English-Irish singer, television personality and author (born 1965)

Coleen Patricia Nolan (born 12 March 1965) is a British singer, television personality and author. She was a member of the Anglo-Irish girl group the Nolans, in which she sang with her sisters. With over 30 million records sold worldwide, The Nolans are one of the world's biggest-selling girl groups.

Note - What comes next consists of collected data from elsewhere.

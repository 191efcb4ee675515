use serde::{Deserialize, Serialize};
use thiserror::Error;

/// One of the two supported content languages.
#[derive(Debug, Clone, Copy, Default, PartialEq, Eq, Hash, Serialize, Deserialize)]
#[serde(rename_all = "lowercase")]
pub enum Locale {
    #[default]
    Ja,
    En,
}

impl Locale {
    pub const ALL: [Locale; 2] = [Locale::Ja, Locale::En];

    /// The persisted / wire representation (`"ja"` or `"en"`).
    pub fn as_str(self) -> &'static str {
        match self {
            Self::Ja => "ja",
            Self::En => "en",
        }
    }

    /// The other supported locale.
    pub fn toggled(self) -> Self {
        match self {
            Self::Ja => Self::En,
            Self::En => Self::Ja,
        }
    }
}

impl std::fmt::Display for Locale {
    fn fmt(&self, f: &mut std::fmt::Formatter<'_>) -> std::fmt::Result {
        f.write_str(self.as_str())
    }
}

/// Returned when a string is not exactly `"ja"` or `"en"`.
#[derive(Debug, Clone, PartialEq, Eq, Error)]
#[error("unsupported locale: {0:?}")]
pub struct ParseLocaleError(pub String);

impl std::str::FromStr for Locale {
    type Err = ParseLocaleError;

    fn from_str(s: &str) -> Result<Self, Self::Err> {
        match s {
            "ja" => Ok(Self::Ja),
            "en" => Ok(Self::En),
            other => Err(ParseLocaleError(other.to_string())),
        }
    }
}

/// The four terminal tabs, in tab-bar order.
#[derive(Debug, Clone, Copy, Default, PartialEq, Eq, Hash, Serialize, Deserialize)]
#[serde(rename_all = "lowercase")]
pub enum TabId {
    #[default]
    Profile,
    Skills,
    Careers,
    Projects,
}

impl TabId {
    pub const ALL: [TabId; 4] = [
        TabId::Profile,
        TabId::Skills,
        TabId::Careers,
        TabId::Projects,
    ];

    pub fn as_str(self) -> &'static str {
        match self {
            Self::Profile => "profile",
            Self::Skills => "skills",
            Self::Careers => "careers",
            Self::Projects => "projects",
        }
    }

    pub fn index(self) -> usize {
        match self {
            Self::Profile => 0,
            Self::Skills => 1,
            Self::Careers => 2,
            Self::Projects => 3,
        }
    }

    pub fn from_index(index: usize) -> Option<Self> {
        Self::ALL.get(index).copied()
    }

    /// Next tab in bar order, wrapping around.
    pub fn next(self) -> Self {
        Self::ALL[(self.index() + 1) % Self::ALL.len()]
    }

    /// Previous tab in bar order, wrapping around.
    pub fn prev(self) -> Self {
        Self::ALL[(self.index() + Self::ALL.len() - 1) % Self::ALL.len()]
    }
}

impl std::fmt::Display for TabId {
    fn fmt(&self, f: &mut std::fmt::Formatter<'_>) -> std::fmt::Result {
        f.write_str(self.as_str())
    }
}

/// One indent column of a tree row.
#[derive(Debug, Clone, Copy, PartialEq, Eq, Serialize, Deserialize)]
pub enum TreeGuide {
    /// `├──` a sibling follows.
    Branch,
    /// `└──` last sibling.
    Last,
    /// `│` an ancestor still has siblings below.
    Vertical,
    /// Blank column under an ancestor that was the last sibling.
    Blank,
}

impl TreeGuide {
    pub fn glyph(self) -> &'static str {
        match self {
            Self::Branch => "├── ",
            Self::Last => "└── ",
            Self::Vertical => "│   ",
            Self::Blank => "    ",
        }
    }
}

/// Icon shown next to a social link.
#[derive(Debug, Clone, Copy, PartialEq, Eq, Hash, Serialize, Deserialize)]
#[serde(rename_all = "lowercase")]
pub enum IconKind {
    Github,
    Linkedin,
    X,
}

/// Usage tag drawn after a skill name. Unused skills carry no badge.
#[derive(Debug, Clone, Copy, PartialEq, Eq, Serialize, Deserialize)]
pub enum LevelBadge {
    Daily,
    Regular,
    Learning,
}

impl LevelBadge {
    pub fn label(self) -> &'static str {
        match self {
            Self::Daily => "Daily",
            Self::Regular => "Regular",
            Self::Learning => "Learning",
        }
    }
}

Since 2000, Nolan has been a regular panellist on the ITV talk show Loose Women. From 2001 to 2002, she co-presented the ITV daytime show This Morning, and later returned to the show from 2010 to 2012 as a presenter of the interactive hub segments. In 2009, she competed on the fourth series of the ITV show Dancing on Ice, in which she finished in fourth place. In 2012, Nolan appeared on the tenth series of the Channel 5 reality series Celebrity Big Brother, finishing as runner-up. She returned to Celebrity Big Brother in 2017, winning the nineteenth series.

== Early life ==
Coleen Patricia Nolan was born 12 March 1965 in Blackpool, England, to Irish parents. She is the youngest of eight children and the only one born in England.

==Career==
On 5 February 1974, Nolan made her first television appearance with her sisters when she was almost nine years old, as The Nolans appeared on the It's Cliff Richard! television series. With the line-up featuring all six sisters and billed as The Nolan Sisters, they performed "Stuck on You". That same year they released their debut single, "But I Do", with Coleen singing lead vocals. Owing to her age, Coleen would not become a full-time member of the group until 1980, when she was fifteen, although she does appear in the music video to their 1979 hit "I'm in the Mood for Dancing", which reached number three in the UK singles chart. The group had further UK top twenty hits with "Don't Make Waves" (1980), "Gotta Pull Myself Together" (1980), "Who's Gonna Rock You" (1981), "Attention to Me" (1981), "Chemistry" (1981) and "Don't Love Me Too Hard" (1982). In 1981, they won the Tokyo Music Festival with the song "Sexy Music".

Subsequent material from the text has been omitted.